Minutos antes de asumir el cargo, se registraron dos réplicas de 7.2 y 6.4 grados Richter sacudieron hoy a la zona centro-sur de Chile, minutos antes de que el presidente electo Sebastián Piñera asuma el poder para el periodo 2010-2014.
La primera réplica desde el terremoto del 27 de febrero pasado, se registró a las 11:39 horas locales (14:39 GMT) y provocó pánico entre la población, que en muchos casos evacuó edificios en Santiago y otras ciudades del centro y sur del país.
El epicentro del sismo fue ubicado a 124 kilómetros al sur de Santiago, en la región del Libertador Bernardo O’Higgins, y a 35 kilómetros de profundidad, reportó el Servicio Geológico de Estados Unidos.
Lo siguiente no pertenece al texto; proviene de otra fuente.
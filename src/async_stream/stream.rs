//! Async reader to packet stream adapter.

use std::collections::VecDeque;
use std::io;
use std::pin::Pin;
use std::task::{Context, Poll};

use futures_core::Stream;
use futures_io::AsyncRead;
use pin_project_lite::pin_project;

use crate::chunk::Chunk;
use crate::error::{PacketError, Result};
use crate::input::Packet;
use crate::pool::ChunkPool;

pin_project! {
    /// A stream of packets read from an async reader.
    ///
    /// Every successful read becomes one single-chunk [`Packet`], so packet
    /// sizes follow whatever the reader delivers, up to the pool's usable
    /// chunk size. The chunk being filled is kept across `Poll::Pending` and
    /// returned to the pool when the stream ends or is dropped.
    pub struct PacketStream<R> {
        #[pin]
        reader: R,
        pool: ChunkPool,
        pending: Option<Chunk>,
        finished: bool,
    }

    impl<R> PinnedDrop for PacketStream<R> {
        fn drop(this: Pin<&mut Self>) {
            let this = this.project();
            if let Some(chunk) = this.pending.take() {
                chunk.release(&**this.pool);
            }
        }
    }
}

impl<R: AsyncRead> Stream for PacketStream<R> {
    type Item = Result<Packet>;

    fn poll_next(self: Pin<&mut Self>, cx: &mut Context<'_>) -> Poll<Option<Self::Item>> {
        let mut this = self.project();
        if *this.finished {
            return Poll::Ready(None);
        }

        loop {
            let chunk = this.pending.get_or_insert_with(|| this.pool.borrow());
            let read = match this.reader.as_mut().poll_read(cx, chunk.writable_mut()) {
                Poll::Pending => return Poll::Pending,
                Poll::Ready(read) => read,
            };
            match read {
                Err(e) if e.kind() == io::ErrorKind::Interrupted => continue,
                Err(e) => {
                    *this.finished = true;
                    if let Some(chunk) = this.pending.take() {
                        chunk.release(&**this.pool);
                    }
                    return Poll::Ready(Some(Err(PacketError::Io(e))));
                }
                Ok(0) => {
                    *this.finished = true;
                    if let Some(chunk) = this.pending.take() {
                        chunk.release(&**this.pool);
                    }
                    tracing::debug!("packet stream reached end of reader");
                    return Poll::Ready(None);
                }
                Ok(n) => {
                    let Some(mut chunk) = this.pending.take() else {
                        continue;
                    };
                    chunk.commit_written(n);
                    let packet = Packet::from_chain(VecDeque::from([chunk]), this.pool.clone());
                    return Poll::Ready(Some(Ok(packet)));
                }
            }
        }
    }
}

/// Creates a packet stream from an async reader.
///
/// Uses `futures_io::AsyncRead`; tokio readers can be adapted with
/// `tokio_util::compat`:
///
/// ```ignore
/// use tokio_util::compat::TokioAsyncReadCompatExt;
/// use packetrs::{packet_stream, default_pool};
///
/// let file = tokio::fs::File::open("data.bin").await?;
/// let stream = packet_stream(file.compat(), default_pool());
/// ```
///
/// # Example
///
/// ```ignore
/// use futures_util::StreamExt;
/// use futures_io::AsyncRead;
/// use packetrs::{packet_stream, default_pool};
///
/// async fn total<R: AsyncRead + Unpin>(reader: R) -> Result<usize, packetrs::PacketError> {
///     let mut stream = packet_stream(reader, default_pool());
///     let mut total = 0;
///     while let Some(packet) = stream.next().await {
///         total += packet?.remaining();
///     }
///     Ok(total)
/// }
/// ```
pub fn packet_stream<R: AsyncRead>(reader: R, pool: ChunkPool) -> PacketStream<R> {
    PacketStream {
        reader,
        pool,
        pending: None,
        finished: false,
    }
}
Las zonas costeras de la mayor parte del territorio chileno fueron desalojadas por los servicios de emergencia luego de que las autoridades emitieran una alerta de tsunami tras una réplica de 7.2 grados Richter que remeció al país.
La Oficina Nacional de Emergencias (Onemi) ordenó a los cuerpos de socorro y autoridades de seis regiones del país que van de norte a sur el desalojo de los habitantes asentados cerca del borde costero y trasladarlos a zonas altas ante el riego de un maremoto.
En el sureño balneario costero de Constitución, que fue devastado por el terremoto y el tsunami que le siguió el 27 de febrero, miles de sus habitantes se volcaron a las calles y subieron a los cerros colindantes ante el temor de que se repitiera un maremoto. Escenas similares de observaron en las poblaciones del borde costero del centro-sur del país, los cuales sufrieron graves daños por el tsunami de hace 12 días, el cual tomó por sorpresa a miles de personas pues las autoridades nunca emitieron una alerta.